Task objective:
Could you find every line in the records below that contains the word "ExactSizeIterator" and copy it?

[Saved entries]
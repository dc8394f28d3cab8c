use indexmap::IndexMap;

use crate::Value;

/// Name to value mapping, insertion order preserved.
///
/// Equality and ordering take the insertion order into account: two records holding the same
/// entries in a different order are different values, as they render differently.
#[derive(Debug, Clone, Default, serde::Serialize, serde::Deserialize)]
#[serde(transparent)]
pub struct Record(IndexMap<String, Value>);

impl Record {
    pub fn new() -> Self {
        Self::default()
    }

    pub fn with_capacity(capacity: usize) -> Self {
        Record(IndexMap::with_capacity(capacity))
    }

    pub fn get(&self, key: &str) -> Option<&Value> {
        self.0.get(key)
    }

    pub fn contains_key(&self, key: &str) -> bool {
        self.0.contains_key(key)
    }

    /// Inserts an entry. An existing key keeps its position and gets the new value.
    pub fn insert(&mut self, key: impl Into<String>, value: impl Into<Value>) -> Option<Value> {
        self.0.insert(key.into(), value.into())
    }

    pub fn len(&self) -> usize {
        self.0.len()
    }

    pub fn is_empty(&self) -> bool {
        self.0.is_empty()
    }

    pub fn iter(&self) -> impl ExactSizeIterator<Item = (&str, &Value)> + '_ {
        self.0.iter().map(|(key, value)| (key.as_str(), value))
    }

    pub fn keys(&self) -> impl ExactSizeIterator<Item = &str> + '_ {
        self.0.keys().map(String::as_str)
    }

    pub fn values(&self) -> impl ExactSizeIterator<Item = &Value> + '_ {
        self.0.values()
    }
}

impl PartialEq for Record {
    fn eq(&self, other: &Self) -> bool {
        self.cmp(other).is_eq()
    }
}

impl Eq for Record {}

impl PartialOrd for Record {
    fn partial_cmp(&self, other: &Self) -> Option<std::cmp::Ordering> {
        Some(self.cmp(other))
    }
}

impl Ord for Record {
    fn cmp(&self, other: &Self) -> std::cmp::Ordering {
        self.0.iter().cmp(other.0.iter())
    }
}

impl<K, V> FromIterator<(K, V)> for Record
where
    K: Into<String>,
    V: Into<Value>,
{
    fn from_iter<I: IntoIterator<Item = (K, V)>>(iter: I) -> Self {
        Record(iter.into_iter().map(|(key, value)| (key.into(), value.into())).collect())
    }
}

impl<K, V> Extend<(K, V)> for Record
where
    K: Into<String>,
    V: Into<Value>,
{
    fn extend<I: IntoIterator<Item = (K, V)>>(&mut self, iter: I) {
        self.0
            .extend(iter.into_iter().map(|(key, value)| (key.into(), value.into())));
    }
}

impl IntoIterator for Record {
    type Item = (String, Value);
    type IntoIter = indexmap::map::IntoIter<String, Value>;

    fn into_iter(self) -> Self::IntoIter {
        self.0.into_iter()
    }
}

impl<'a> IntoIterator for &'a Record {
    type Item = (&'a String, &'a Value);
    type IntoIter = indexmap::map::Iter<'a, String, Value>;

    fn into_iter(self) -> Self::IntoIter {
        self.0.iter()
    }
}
--
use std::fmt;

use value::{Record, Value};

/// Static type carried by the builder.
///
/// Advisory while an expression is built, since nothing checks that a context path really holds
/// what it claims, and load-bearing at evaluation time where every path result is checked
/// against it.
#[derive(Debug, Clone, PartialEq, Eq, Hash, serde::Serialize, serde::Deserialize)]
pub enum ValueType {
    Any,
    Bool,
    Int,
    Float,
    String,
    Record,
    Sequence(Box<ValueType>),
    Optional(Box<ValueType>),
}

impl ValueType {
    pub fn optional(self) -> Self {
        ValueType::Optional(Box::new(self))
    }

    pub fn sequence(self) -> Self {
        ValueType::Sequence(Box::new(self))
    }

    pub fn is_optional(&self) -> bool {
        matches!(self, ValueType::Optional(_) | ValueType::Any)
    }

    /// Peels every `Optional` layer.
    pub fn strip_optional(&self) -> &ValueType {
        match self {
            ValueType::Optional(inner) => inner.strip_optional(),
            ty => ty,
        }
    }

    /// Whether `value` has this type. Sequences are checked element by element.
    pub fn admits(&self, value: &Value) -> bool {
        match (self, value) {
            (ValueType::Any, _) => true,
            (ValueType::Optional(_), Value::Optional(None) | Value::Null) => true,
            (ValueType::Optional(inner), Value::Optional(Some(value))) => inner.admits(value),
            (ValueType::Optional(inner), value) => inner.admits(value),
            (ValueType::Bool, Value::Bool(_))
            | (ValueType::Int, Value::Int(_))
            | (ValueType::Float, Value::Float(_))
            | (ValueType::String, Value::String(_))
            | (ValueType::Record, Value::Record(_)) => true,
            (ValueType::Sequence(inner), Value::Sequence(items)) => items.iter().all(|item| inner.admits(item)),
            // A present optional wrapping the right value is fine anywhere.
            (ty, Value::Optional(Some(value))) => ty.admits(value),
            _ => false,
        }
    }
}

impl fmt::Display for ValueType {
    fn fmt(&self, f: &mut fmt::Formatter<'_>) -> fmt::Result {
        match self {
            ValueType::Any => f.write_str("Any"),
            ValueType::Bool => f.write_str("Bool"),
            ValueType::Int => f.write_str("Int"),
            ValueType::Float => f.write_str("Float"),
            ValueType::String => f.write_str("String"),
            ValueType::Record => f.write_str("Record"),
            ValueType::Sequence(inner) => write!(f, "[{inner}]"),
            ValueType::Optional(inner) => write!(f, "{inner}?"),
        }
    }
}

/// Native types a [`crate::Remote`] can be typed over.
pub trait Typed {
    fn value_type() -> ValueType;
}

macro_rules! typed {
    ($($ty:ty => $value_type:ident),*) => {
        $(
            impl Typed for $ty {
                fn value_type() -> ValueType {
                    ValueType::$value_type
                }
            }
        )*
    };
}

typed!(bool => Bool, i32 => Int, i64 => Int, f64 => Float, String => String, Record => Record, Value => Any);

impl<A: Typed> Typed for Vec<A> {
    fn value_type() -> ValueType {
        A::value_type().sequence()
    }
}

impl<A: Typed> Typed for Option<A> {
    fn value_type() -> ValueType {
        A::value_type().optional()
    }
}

Solution to the exercise:
    pub fn iter(&self) -> impl ExactSizeIterator<Item = (&str, &Value)> + '_ {
    pub fn keys(&self) -> impl ExactSizeIterator<Item = &str> + '_ {
    pub fn values(&self) -> impl ExactSizeIterator<Item = &Value> + '_ {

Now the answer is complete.